Satoshi had been eleven years old when he first came across the excavation of a giant Aerodactyl fossil, with its wings splayed against the side of a wall. He'd never seen Alph before that day, much less heard of it. But he was familiar with the that the scientists had run around the rock with ready hands and eager mouths, quick to discuss and discover their findings. Even back in those days, it had made Satoshi think of Shigeru at the back of his mind - because Shigeru had acted the same as them, sometimes. They would be watching television in Daisy's room while she was taking her night classes, and Shigeru would see a commercial that he knew someting about and he'd start talking. Just like that. It could be something as simple as the taste of Moo-Moo milk - and he would lose himself to rambles about the way it tasted and how it was manufactured, like he even knew something about it. Since they'd come to Alph together, Shigeru had started doing it again. They'd be walking along quietly and suddenly Shigeru would whirl like a pinwheel, overwhelming with all sorts of observations, like how to read the marble sundial that had been erected in the middle of Alph's market plaza. Satoshi didn't understand half of what Shigeru was saying most of the time, but he liked it when Shigeru got that way. Because this is what made Shigeru himself. It made him seem happy, and relaxed. It made Satoshi feel like he was a kid again, like the world had nothing bad in it.

Why didn't he have that feeling now?

Without the sun or a watch to guide him, Satoshi could only guess that they had been wandering through rooms and corridors for thirty minutes, but it could have been two hours, or even a day, but it was long enough to give Satoshi reason to ask Shigeru what was wrong.

"Nothing," Shigeru answered simply. He stood from his crouch near a wall, and sighed. "It's not important."

If it were nothing, why was he sighing? Why did his voice sound so different from what he was saying?

"Well, you don't seem like you're enjoying yourself," pointed out Satoshi. "I thought you were going to have a lot of fun here, you know?"

"You don't seem to be having fun," rebutted Shigeru. "I thought you liked adventure."

"All we've seen are empty rooms," he replied. "No clues about the legend, much less anything interesting."

Shigeru folded his arms. "Exactly."

"Exactly?" Satoshi echoed in surprise. They walked into the corridor. Shigeru rubbed the back of his neck, and looked at Satoshi apologetically.
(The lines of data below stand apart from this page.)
use cgmath::Vector3;

use crate::config::EngineConfig;
use crate::error::Result;
use crate::gfx::{
    camera::{Projection, ScreenPoint},
    picking::RayHit,
    scene::{forward_rotation, up_rotation, NodeId, SceneGraph, SceneLayout},
};
use crate::snap::SnapPoint;

use super::{ColorState, PointerState};

/// First candidate in list order whose screen projection lies strictly
/// inside `radius_squared` of the cursor. Candidates behind the eye are
/// skipped.
pub fn find_snap(
    cursor: (f32, f32),
    candidates: &[SnapPoint],
    projection: &dyn Projection,
    radius_squared: f32,
) -> Option<(usize, ScreenPoint)> {
    candidates.iter().enumerate().find_map(|(index, snap)| {
        let screen = projection.world_to_screen(snap.position);
        (screen.depth > 0.0 && screen.distance2_to(cursor) < radius_squared).then_some((index, screen))
    })
}

/// Drives the pointer pose from the cursor, the raycast result and the
/// snap candidates, and mirrors it onto the pointer scene node.
#[derive(Debug, Clone)]
pub struct PointerController {
    state: PointerState,
    node: NodeId,
    cursor: (f32, f32),
    hit: Option<RayHit>,
    snapped_to: Option<usize>,
}

impl PointerController {
    pub(crate) fn new(node: NodeId, default_depth: f32) -> Self {
        Self {
            state: PointerState::new(default_depth),
            node,
            cursor: (0.0, 0.0),
            hit: None,
            snapped_to: None,
        }
    }

    pub fn state(&self) -> &PointerState {
        &self.state
    }

    /// The pointer's scene node; dragged objects are its children.
    pub fn node(&self) -> NodeId {
        self.node
    }

    pub fn cursor(&self) -> (f32, f32) {
        self.cursor
    }

    /// This frame's raycast result.
    pub fn hit(&self) -> Option<&RayHit> {
        self.hit.as_ref()
    }

    /// Index into the candidate list the pointer snapped to this frame.
    pub fn snapped_to(&self) -> Option<usize> {
        self.snapped_to
    }

    /// Updates the pose for one frame.
    ///
    /// `hit` is `None` both on a miss and when no ray was cast. Only hits
    /// on draggable objects show as hover.
    #[allow(clippy::too_many_arguments)]
    pub(crate) fn update(
        &mut self,
        cursor: (f32, f32),
        hit: Option<RayHit>,
        candidates: &[SnapPoint],
        projection: &dyn Projection,
        scene: &SceneGraph,
        layout: &SceneLayout,
        config: &EngineConfig,
    ) {
        self.cursor = cursor;
        self.hit = hit;
        let dragging = self.state.is_dragging;

        if hit.is_none() && !dragging {
            self.rest(projection, config);
            return;
        }

        let mut up = None;
        if let Some(hit) = hit {
            self.state.depth = projection.world_to_screen(hit.point).depth;
            up = Some(self.flip(hit.normal));
        }

        let screen = match find_snap(cursor, candidates, projection, config.snap_distance_squared()) {
            Some((index, screen)) => {
                let normal = candidates[index].normal;
                up = Some(self.flip(if dragging { normal } else { -normal }));
                self.state.is_snapped = true;
                self.snapped_to = Some(index);
                log::trace!("pointer snapped to candidate {} at {:?}", index, screen);
                screen
            }
            None => {
                self.state.is_snapped = false;
                self.snapped_to = None;
                ScreenPoint::new(cursor.0, cursor.1, self.state.depth)
            }
        };

        if dragging && hit.map_or(false, |hit| layout.is_construction_plane(hit.object)) {
            up = Some(-Vector3::unit_y());
        }

        self.state.depth = screen.depth;
        self.state.position = projection.screen_to_world(screen);
        if let Some(up) = up {
            self.state.orientation = up_rotation(up);
        }
        let hovering = hit.map_or(false, |hit| scene.get(hit.object).map_or(false, |n| n.draggable));
        self.state.color_state = match (dragging, self.state.is_snapped, hovering) {
            (_, true, _) => ColorState::Snapped,
            (true, false, _) => ColorState::Dragging,
            (false, false, true) => ColorState::Hover,
            (false, false, false) => ColorState::Default,
        };
    }

    /// Resting pose when nothing is under the cursor: default depth,
    /// forward axis facing world up.
    fn rest(&mut self, projection: &dyn Projection, config: &EngineConfig) {
        self.state.depth = config.default_pointer_depth;
        self.state.position = projection.screen_to_world(ScreenPoint::new(
            self.cursor.0,
            self.cursor.1,
            config.default_pointer_depth,
        ));
        self.state.orientation = forward_rotation(Vector3::unit_y());
        self.state.is_snapped = false;
        self.snapped_to = None;
        self.state.color_state = ColorState::Default;
    }

    fn flip(&self, up: Vector3<f32>) -> Vector3<f32> {
        if self.state.is_flipped {
            -up
        } else {
            up
        }
    }

    pub(crate) fn toggle_flip(&mut self) -> bool {
        self.state.is_flipped = !self.state.is_flipped;
        log::debug!("pointer flipped: {}", self.state.is_flipped);
        self.state.is_flipped
    }

    pub(crate) fn set_dragging(&mut self, dragging: bool) {
        self.state.is_dragging = dragging;
        if dragging {
            self.state.color_state = ColorState::Dragging;
        } else {
            self.state.is_flipped = false;
        }
    }

    /// Writes the pose to the pointer node so its children follow.
    pub(crate) fn sync_node(&self, scene: &mut SceneGraph) -> Result<()> {
        scene.set_world_pose(self.node, self.state.position, self.state.orientation)
    }
}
"Okay, so I know this hasn't been really interesting for you. I thought there was going to be more, too. So if there's nothing in the next room," suggested Shigeru, "Then we'll just leave and wait for Haruka and Hikari outside of here. How's that?"
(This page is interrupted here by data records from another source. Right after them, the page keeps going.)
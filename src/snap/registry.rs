use cgmath::{EuclideanSpace, Point3, Rotation, Transform, Vector3};

use crate::error::SnapError;
use crate::gfx::scene::{NodeKind, SceneGraph, SceneLayout};

use super::{
    markers::{MarkerGroup, MarkerSink},
    SnapPoint, SnapSource,
};

/// The ordered list of snap candidates the pointer is tested against.
///
/// The list is only ever replaced wholesale by [`SnapRegistry::rebuild`];
/// callers get read-only slices.
#[derive(Debug, Default)]
pub struct SnapRegistry {
    candidates: Vec<SnapPoint>,
    user_markers: Option<MarkerGroup>,
    vertex_markers: Option<MarkerGroup>,
}

impl SnapRegistry {
    pub fn new() -> Self {
        Self::default()
    }

    pub fn candidates(&self) -> &[SnapPoint] {
        &self.candidates
    }

    pub fn len(&self) -> usize {
        self.candidates.len()
    }

    pub fn is_empty(&self) -> bool {
        self.candidates.is_empty()
    }

    pub fn vertex_marker_count(&self) -> usize {
        self.vertex_markers.as_ref().map_or(0, MarkerGroup::len)
    }

    pub fn user_marker_count(&self) -> usize {
        self.user_markers.as_ref().map_or(0, MarkerGroup::len)
    }

    /// Replaces the candidate list with the current scene contents.
    ///
    /// Vertex snaps come first, then user snaps. Old markers are destroyed
    /// before new ones are created.
    pub fn rebuild(
        &mut self,
        scene: &SceneGraph,
        layout: &SceneLayout,
        include_vertex_snaps: bool,
        sink: &mut dyn MarkerSink,
    ) -> &[SnapPoint] {
        self.clear(sink);

        let vertex_snaps = if include_vertex_snaps {
            collect_vertex_snaps(scene, layout)
        } else {
            Vec::new()
        };
        let user_snaps = collect_user_snaps(scene, layout);

        if include_vertex_snaps {
            self.vertex_markers = Some(MarkerGroup::populate(sink, &vertex_snaps));
        }
        self.user_markers = Some(MarkerGroup::populate(sink, &user_snaps));

        log::debug!(
            "snap registry rebuilt: {} vertex, {} user",
            vertex_snaps.len(),
            user_snaps.len()
        );

        self.candidates = vertex_snaps;
        self.candidates.extend(user_snaps);
        &self.candidates
    }

    /// Drops candidates whose source node has been destroyed, along with
    /// their markers. Returns how many were dropped.
    pub fn prune_orphans(&mut self, scene: &SceneGraph, sink: &mut dyn MarkerSink) -> usize {
        let alive: Vec<bool> = self
            .candidates
            .iter()
            .map(|snap| {
                let alive = match snap.source {
                    SnapSource::User { marker, owner } => scene.contains(marker) && scene.contains(owner),
                    SnapSource::Vertex { object, .. } => scene.contains(object),
                };
                if !alive {
                    log::warn!("{}", SnapError::OrphanedSnapReference(snap.source.node()));
                }
                alive
            })
            .collect();
        if alive.iter().all(|&a| a) {
            return 0;
        }

        // marker groups mirror the candidate list: vertex handles, then user
        let is_alive = |i: usize| alive.get(i).copied().unwrap_or(true);
        let vertex_len = self.vertex_marker_count();
        if let Some(group) = &mut self.vertex_markers {
            group.retain(sink, is_alive);
        }
        if let Some(group) = &mut self.user_markers {
            group.retain(sink, |i| is_alive(vertex_len + i));
        }

        let before = self.candidates.len();
        let mut index = 0;
        self.candidates.retain(|_| {
            index += 1;
            is_alive(index - 1)
        });
        before - self.candidates.len()
    }

    /// Destroys every marker the registry owns and empties the list.
    pub fn clear(&mut self, sink: &mut dyn MarkerSink) {
        if let Some(group) = self.vertex_markers.take() {
            group.dispose(sink);
        }
        if let Some(group) = self.user_markers.take() {
            group.dispose(sink);
        }
        self.candidates.clear();
    }
}

/// User snap markers under the scan roots, in root order then depth-first.
/// Markers inside hidden subtrees are skipped.
pub fn collect_user_snaps(scene: &SceneGraph, layout: &SceneLayout) -> Vec<SnapPoint> {
    let mut snaps = Vec::new();
    for root in layout.scan_roots(scene) {
        for marker in scene.snap_markers_under(root) {
            if !scene.is_visible_in_hierarchy(marker) {
                continue;
            }
            let (Some(owner), Some(world)) = (scene.owning_object(marker), scene.world_transform(marker))
            else {
                continue;
            };
            let normal = world.rot.rotate_vector(Vector3::unit_y());
            snaps.push(SnapPoint::new(
                world.disp,
                normal,
                SnapSource::User { marker, owner },
            ));
        }
    }
    snaps
}

/// One snap per mesh vertex of every visible object under the scene root,
/// in world space. The construction plane is skipped.
pub fn collect_vertex_snaps(scene: &SceneGraph, layout: &SceneLayout) -> Vec<SnapPoint> {
    let mut snaps = Vec::new();
    for object in scene.descendants(layout.scene_root) {
        if layout.is_construction_plane(object) || !scene.is_visible_in_hierarchy(object) {
            continue;
        }
        let Some(node) = scene.get(object) else {
            continue;
        };
        if node.kind() != NodeKind::Object {
            continue;
        }
        let Some(world) = scene.world_transform(object) else {
            continue;
        };

        let vertices = node.meshes.iter().flat_map(|mesh| mesh.vertices().iter());
        for (index, vertex) in vertices.enumerate() {
            let position = world.transform_point(Point3::from(vertex.position));
            let normal = world.rot.rotate_vector(Vector3::from(vertex.normal));
            snaps.push(SnapPoint::new(
                position.to_vec(),
                normal,
                SnapSource::Vertex { object, index },
            ));
        }
    }
    snaps
}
"Yeah, sure," replied Satoshi, following after him. "So what's this next room?"

"The Main Room. Like its name would suggest, it's bigger, more complicated, and more central than any other room inside the Temple complex. We've been working our way toward it this whole time, room by room. There's also a big puzzle on one of it walls."

"I've heard about those. I think I watched a special on TV about them once."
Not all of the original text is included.